The WWF raises money across the globe to save the orangutan. The organization does, in fact, act to preserve existing national parks that are home to the likeable, funny-faced apes. But at the same time, the WWF – a strong proponent of plant-based energy production worldwide – is aiding its agribusiness partners in annihilating much larger areas of rainforest in the name of sustainability.
A years’-long globe-spanning investigative journey took journalist and filmmaker Wilfried Huismann to the Indonesian part of Borneo. There he discovered that in Central Kalimantan alone the company Wilmar International, one of the world’s biggest palm oil players, had already cleared almost 200,000 hectares of the rainforest using ruthless slash-and-burn methods. In 2007 the WWF concluded a “Memorandum of Understanding” with Wilmar, pledging support for the company’s Central Kalimantan palm oil operations, which the WWF deems “sustainable”.
Hundreds of our “forest brethren” have been killed
Travelling by jeep through the Wilmar plantations Huismann bore witness to hundreds of kilometres of industrial monoculture – dead land offering no viable habitat for wildlife. According to surveys conducted by the Indonesian Greenomics Institute, six out of nine orangutan habitats in the new Wilmar plantation areas have already been destroyed. Hundreds of the photogenic great apes – our “forest brethren”, used to such great effect in WWF fundraising campaigns – have been killed as a by-product of forest clearance. The WWF bears partial responsibility for this crime.

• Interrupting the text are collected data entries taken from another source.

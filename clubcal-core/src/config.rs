//! Engine configuration.
//!
//! Every threshold the engine uses lives here so call sites never carry their
//! own literals. Values are layered: built-in defaults, then an optional TOML
//! file (`~/.config/clubcal/config.toml`), then `CLUBCAL_*` environment
//! variables.

use std::collections::BTreeMap;
use std::path::{Path, PathBuf};
use std::time::Duration;

use chrono_tz::Tz;
use serde::{Deserialize, Serialize};

use crate::constants::{
    DEFAULT_JUST_OPENED_DAYS, DEFAULT_LOW_CAPACITY_THRESHOLD, DEFAULT_OPENING_SOON_DAYS,
    DEFAULT_REFRESH_DEBOUNCE_SECS, DEFAULT_TIMEZONE,
};
use crate::error::{ClubCalError, ClubCalResult};
use crate::tags::{AutoTagRule, CommitteePrefixes, KeywordTag};

/// How much of the calendar a logged-in membership tier may see.
#[derive(Debug, Clone, Copy, PartialEq, Eq, Serialize, Deserialize)]
#[serde(rename_all = "kebab-case")]
pub enum TierAccess {
    /// Everything members can see
    Full,
    /// Public events, plus events with a ticket type naming the tier
    PublicOnly,
    /// Only events that sell guest tickets
    GuestTicketsOnly,
}

/// Tunable engine settings.
#[derive(Debug, Clone, PartialEq, Serialize, Deserialize)]
#[serde(default)]
pub struct EngineConfig {
    /// Minimum time away before a visibility signal refetches (e.g. "60s")
    #[serde(with = "humantime_duration")]
    pub refresh_debounce: Duration,

    /// Remaining spots at or below which an event is "low"
    pub low_capacity_threshold: u32,

    /// Registration windows in days; negative values are rejected at load
    pub just_opened_days: u32,
    pub opening_soon_days: u32,

    /// Club timezone; naive feed timestamps and all time-of-day checks use it
    pub timezone: Tz,

    /// Membership tier (case-insensitive) to access policy. Unlisted tiers get full access.
    pub tier_access: BTreeMap<String, TierAccess>,

    /// Interest name to name keywords
    pub interest_keywords: BTreeMap<String, Vec<String>>,

    /// Known committee name prefixes, checked in order
    pub committee_prefixes: Vec<CommitteePrefixes>,

    pub auto_tag_rules: Vec<AutoTagRule>,

    /// Title keywords to `type:` tags, first match wins
    pub event_type_keywords: Vec<KeywordTag>,

    /// Name or location words that tag an event `venue:outdoor`
    pub outdoor_keywords: Vec<String>,
}

impl Default for EngineConfig {
    fn default() -> Self {
        EngineConfig {
            refresh_debounce: Duration::from_secs(DEFAULT_REFRESH_DEBOUNCE_SECS),
            low_capacity_threshold: DEFAULT_LOW_CAPACITY_THRESHOLD,
            just_opened_days: DEFAULT_JUST_OPENED_DAYS,
            opening_soon_days: DEFAULT_OPENING_SOON_DAYS,
            timezone: chrono_tz::America::Los_Angeles,
            tier_access: default_tier_access(),
            interest_keywords: default_interest_keywords(),
            committee_prefixes: default_committee_prefixes(),
            auto_tag_rules: Vec::new(),
            event_type_keywords: default_event_type_keywords(),
            outdoor_keywords: ["park", "beach", "trail", "garden", "outdoor", "preserve", "hike"]
                .into_iter()
                .map(String::from)
                .collect(),
        }
    }
}

fn default_tier_access() -> BTreeMap<String, TierAccess> {
    BTreeMap::from([
        ("alumni".to_string(), TierAccess::PublicOnly),
        ("guest".to_string(), TierAccess::GuestTicketsOnly),
    ])
}

fn default_interest_keywords() -> BTreeMap<String, Vec<String>> {
    let table: [(&str, &[&str]); 14] = [
        ("food", &["dinner", "lunch", "brunch", "restaurant", "food", "cooking", "chef", "cuisine", "potluck", "meal"]),
        ("wine", &["wine", "winery", "vineyard", "tasting", "sommelier"]),
        ("beer", &["beer", "brewery", "ale", "lager", "craft beer", "pub"]),
        ("performing-arts", &["theater", "theatre", "concert", "symphony", "opera", "ballet", "play", "musical", "performance"]),
        ("visual-arts", &["gallery", "museum", "art walk", "exhibit", "artist", "painting", "sculpture"]),
        ("tours", &["tour", "historic", "heritage", "architecture", "walking tour", "docent"]),
        ("outdoors", &["hike", "hiking", "trail", "beach", "park", "outdoor", "nature", "canyon", "mountain"]),
        ("athletic", &["golf", "cycling", "bike", "sailing", "kayak", "pickleball", "tennis", "bowling"]),
        ("garden", &["garden", "botanic", "plant", "flower", "nursery"]),
        ("books", &["book", "read", "author", "novel", "literary"]),
        ("discussion", &["discussion", "current events", "foreign policy", "politics", "speaker"]),
        ("wellness", &["wellness", "mindfulness", "meditation", "soundbath", "healing"]),
        ("social", &["happy hour", "social", "mixer", "networking", "party"]),
        ("games", &["game", "trivia", "cards", "canasta", "bunco", "billiards", "board game"]),
    ];
    table
        .into_iter()
        .map(|(interest, words)| {
            (interest.to_string(), words.iter().map(|w| w.to_string()).collect())
        })
        .collect()
}

fn default_event_type_keywords() -> Vec<KeywordTag> {
    [
        ("workshop", "type:workshop"),
        ("tasting", "type:tasting"),
        ("day trip", "type:trip"),
        ("tour", "type:trip"),
        ("hike", "type:hike"),
        ("walk", "type:walk"),
        ("happy hour", "type:happy-hour"),
        ("game night", "type:game-night"),
        ("discussion", "type:discussion"),
        ("lecture", "type:lecture"),
        ("class", "type:class"),
        ("performance", "type:performance"),
        ("concert", "type:performance"),
        ("show", "type:performance"),
    ]
    .into_iter()
    .map(|(keyword, tag)| KeywordTag::new(keyword, tag))
    .collect()
}

fn default_committee_prefixes() -> Vec<CommitteePrefixes> {
    vec![
        CommitteePrefixes::new("Games!", &["Games!:", "Games!"]),
        CommitteePrefixes::new("Wellness", &["Wellness:"]),
        CommitteePrefixes::new("Arts", &["Arts:", "SB Arts:", "Visual Arts:"]),
        CommitteePrefixes::new("Local Heritage", &["Local Heritage:"]),
        CommitteePrefixes::new("Wine Appreciation", &["Wine Appreciation:"]),
        CommitteePrefixes::new("Pop-Up", &["Pop-Up:", "Pop Up:"]),
        CommitteePrefixes::new("Happy Hikers", &["Happy Hikers:"]),
        CommitteePrefixes::new("Garden", &["Garden:", "Gardening:"]),
        CommitteePrefixes::new("Volunteers", &["Volunteers in Action:"]),
        CommitteePrefixes::new("Epicurious", &["Epicurious:"]),
        CommitteePrefixes::new("Current Events", &["Current Events:", "Foreign Policy:"]),
        CommitteePrefixes::new("Book Clubs", &["Afternoon Book:", "Evening Book:", "Books and Bites:"]),
        CommitteePrefixes::new("TGIF", &["TGIF:"]),
        CommitteePrefixes::new("Performing Arts", &["Performing Arts:", "Theater Lovers:"]),
        CommitteePrefixes::new("Golf", &["Golf:"]),
        CommitteePrefixes::new("Cycling", &["Cycling:"]),
        CommitteePrefixes::new("Beer Lovers", &["Beer Lovers:"]),
        CommitteePrefixes::new("Out to Lunch", &["Out to Lunch:"]),
    ]
}

impl EngineConfig {
    /// Access policy for a logged-in tier.
    pub fn access_for(&self, tier: &str) -> TierAccess {
        let tier = tier.trim();
        self.tier_access
            .iter()
            .find(|(name, _)| name.eq_ignore_ascii_case(tier))
            .map(|(_, access)| *access)
            .unwrap_or(TierAccess::Full)
    }

    /// Keywords for an interest, if it is known.
    pub fn interest(&self, interest: &str) -> Option<&[String]> {
        let interest = interest.trim().to_lowercase();
        self.interest_keywords.get(&interest).map(Vec::as_slice)
    }

    pub fn refresh_debounce_chrono(&self) -> chrono::Duration {
        chrono::Duration::from_std(self.refresh_debounce).unwrap_or(chrono::Duration::MAX)
    }

    pub fn config_path() -> ClubCalResult<PathBuf> {
        let config_dir = dirs::config_dir()
            .ok_or_else(|| ClubCalError::Config("Could not determine config directory".into()))?
            .join("clubcal");

        Ok(config_dir.join("config.toml"))
    }

    /// Load with defaults, the config file (if present) and the environment.
    pub fn load(path: Option<&Path>) -> ClubCalResult<Self> {
        Ok(layered(path)?.try_deserialize()?)
    }

    pub fn to_toml(&self) -> ClubCalResult<String> {
        toml::to_string_pretty(self).map_err(|e| ClubCalError::Serialization(e.to_string()))
    }

    /// Create a default config file with all options commented out.
    pub fn create_default_config(path: &Path) -> ClubCalResult<()> {
        let contents = format!(
            "\
# clubcal configuration

# Where the event feed comes from (one of):
# feed_url = \"https://example.org/events.json\"
# feed_file = \"events.json\"

# Membership level of the viewer; leave unset for an anonymous visitor:
# membership_level = \"NewcomerMember\"

# How long the calendar must be in the background before a refetch:
# refresh_debounce = \"{debounce}s\"

# Remaining spots at or below which an event shows \"Limited spots\":
# low_capacity_threshold = {threshold}

# Registration windows for the just-opened and opening-soon filters:
# just_opened_days = {just_opened}
# opening_soon_days = {opening_soon}

# Club timezone:
# timezone = \"{timezone}\"

# Membership tiers with restricted access (full, public-only, guest-tickets-only):
# [tier_access]
# alumni = \"public-only\"
# guest = \"guest-tickets-only\"

# Extra tags from event names (name-prefix, name-contains, name-suffix):
# [[auto_tag_rules]]
# type = \"name-prefix\"
# pattern = \"Happy Hikers:\"
# tag = \"committee:hikers\"
",
            debounce = DEFAULT_REFRESH_DEBOUNCE_SECS,
            threshold = DEFAULT_LOW_CAPACITY_THRESHOLD,
            just_opened = DEFAULT_JUST_OPENED_DAYS,
            opening_soon = DEFAULT_OPENING_SOON_DAYS,
            timezone = DEFAULT_TIMEZONE,
        );

        if let Some(parent) = path.parent() {
            std::fs::create_dir_all(parent).map_err(|e| {
                ClubCalError::Config(format!("Could not create config directory: {e}"))
            })?;
        }

        std::fs::write(path, contents)
            .map_err(|e| ClubCalError::Config(format!("Could not write config file: {e}")))?;

        Ok(())
    }
}

/// The layered config sources, for callers that deserialize their own
/// settings alongside `EngineConfig`.
pub fn layered(path: Option<&Path>) -> ClubCalResult<config::Config> {
    let mut builder = config::Config::builder();
    if let Some(path) = path {
        builder = builder.add_source(config::File::from(path).required(false));
    }
    let settings = builder
        .add_source(config::Environment::with_prefix("CLUBCAL").try_parsing(true))
        .build()?;
    Ok(settings)
}

/// `Duration` as a humantime string ("60s", "2m"). Bare numbers are seconds.
mod humantime_duration {
    use std::time::Duration;

    use serde::{Deserialize, Deserializer, Serializer};

    pub fn serialize<S: Serializer>(value: &Duration, serializer: S) -> Result<S::Ok, S::Error> {
        serializer.serialize_str(&humantime::format_duration(*value).to_string())
    }

    #[derive(Deserialize)]
    #[serde(untagged)]
    enum Raw {
        Secs(u64),
        Text(String),
    }

    pub fn deserialize<'de, D: Deserializer<'de>>(deserializer: D) -> Result<Duration, D::Error> {
        let raw = match Raw::deserialize(deserializer)? {
            Raw::Secs(secs) => return Ok(Duration::from_secs(secs)),
            Raw::Text(raw) => raw,
        };
        let raw = raw.trim();
        if let Ok(secs) = raw.parse::<u64>() {
            return Ok(Duration::from_secs(secs));
        }
        humantime::parse_duration(raw).map_err(serde::de::Error::custom)
    }
}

In a filmed interview with Huismann WWF Palm Oil Officer Amalia Prameswari defended the collaboration with Wilmar. She said the aim was to encourage the agri-giant to produce “good bioenergy”. She pointed to the fact that the WWF had managed to enforce a measure by which 9,86% of the industrial land concessions would be designated as High Conservation Value (HCV) area and thus protected from deforestation.
Together with Indonesian conservationist Abah Nordin, author Wilfried Huismann drove to the newly laid out plantation Rimba Harapan Sakti, to evaluate the WWF claim. They did indeed find some patches of forest that had been saved from the flames. In one of them, Nordin pointed to a treetop: there sat an emaciated orangutan, staring out across the barren land. Nordin summed up: “According to our last survey there are only two orangutans left living here. They’re caught in a trap and will die. There aren’t enough fruit trees in this forest for two apes.” This bit of token “forest” measured 80-hectares – about 900 by 900 meters –specialists say one orangutan family needs about 10,000 hectares to survive. When Huismann queried a group of local plantation labourers one of them said: “The company hires hunters to shoot them. The company protects its property.” It seems the orangutans, in their desperation, had been WWF shares culpability for the mass killing of orangutans “stealing” oil palm fruit.
According to Nordin, the orangutans can expect no help from the WWF. A fact the organization affirmed to Wilfried Huismann: it does not have a single orangutan project in Indonesia and runs no rescue centres where the animals might find shelter.
Abah Nordin calls the sustainability label co-founded by the WWF and industrial interests under the banner of the RSPO (Round Table on Sustainable Palm Oil) “fraudulent”. “There is no biodiversity in the plantations,” He says “everything is dead. Rats are the only animals left there. The WWF greenwashes the environmental crimes of the industry- and takes money for doing it.”